# Need some information



## brownwolf66 (Jul 9, 2013)

Hi,

I would like some information on some Tyco track which have the # 15685 on them.What code,whether nickel silver or brass and if curved,what radius?This is a lot of 16 tracks and I would like to know if the asking price of AUD 16.00 is OK.Any help would be much appreciated.


----------



## Mark R. (Jan 26, 2013)

This is brass curved track sections, code 100 with a radius of 18 inches. 

In my opinion, at 1.00 each, they are way over-priced. Here's a lot of sixteen pieces that sold for $1.04 for the whole lot ....

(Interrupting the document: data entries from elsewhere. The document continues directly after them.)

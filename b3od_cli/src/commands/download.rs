use anyhow::Result;
use b3od_lib::{B3Client, Backend, DateSelection};
use clap::Args;

use crate::output::{print_frame_csv, print_frame_markdown, print_frame_table, print_json, OutputFormat};

#[derive(Args)]
pub struct DownloadArgs {
    /// Table name (see `b3od tables`)
    #[arg(long, default_value = "EconomicIndicatorPrice")]
    pub table: String,

    /// Reference date, YYYY-MM-DD or YYYYMMDD. Repeat for several dates
    #[arg(long = "date", default_value = "2021-09-28")]
    pub dates: Vec<String>,

    /// Fetch protocol: auto, pages or download
    #[arg(long, default_value = "auto")]
    pub backend: String,
}

pub async fn run(args: &DownloadArgs, client: &B3Client, format: &OutputFormat) -> Result<()> {
    let backend: Backend = args.backend.parse()?;

    let dates = match args.dates.as_slice() {
        [single] => DateSelection::from(single.as_str()),
        many => DateSelection::many(many.iter().map(String::as_str)),
    };

    let frame = client.download_with(&args.table, dates, backend).await?;

    eprintln!(
        "{}: {} rows, {} columns",
        args.table,
        frame.len(),
        frame.columns().len()
    );

    match format {
        OutputFormat::Table => print_frame_table(&frame),
        OutputFormat::Json => print_json(&frame),
        OutputFormat::Csv => print_frame_csv(&frame)?,
        OutputFormat::Markdown => print_frame_markdown(&frame),
    }

    Ok(())
}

http://www.ebay.com/itm/16-pcs-Tyco...D&orig_cvip=true&rt=nc&_trksid=p2047675.l2557

Mark.


----------



## brownwolf66 (Jul 9, 2013)

Thank you for the information Mark.I will try and knock the seller down or look elsewhere.

brownwolf66


----------



## DonR (Oct 18, 2012)

Brass track at any price is overpriced today. Many of us are giving
it away. I've used mine as rusted scrap rails in yard scenery.

You should be able to buy good used nickle silver track for little
money. Watch our For Sale or trade forum, or check 
Craigslist. 'Collectibles' or 'Toys and Games'. It see it
advertised almost monthly.

Don


----------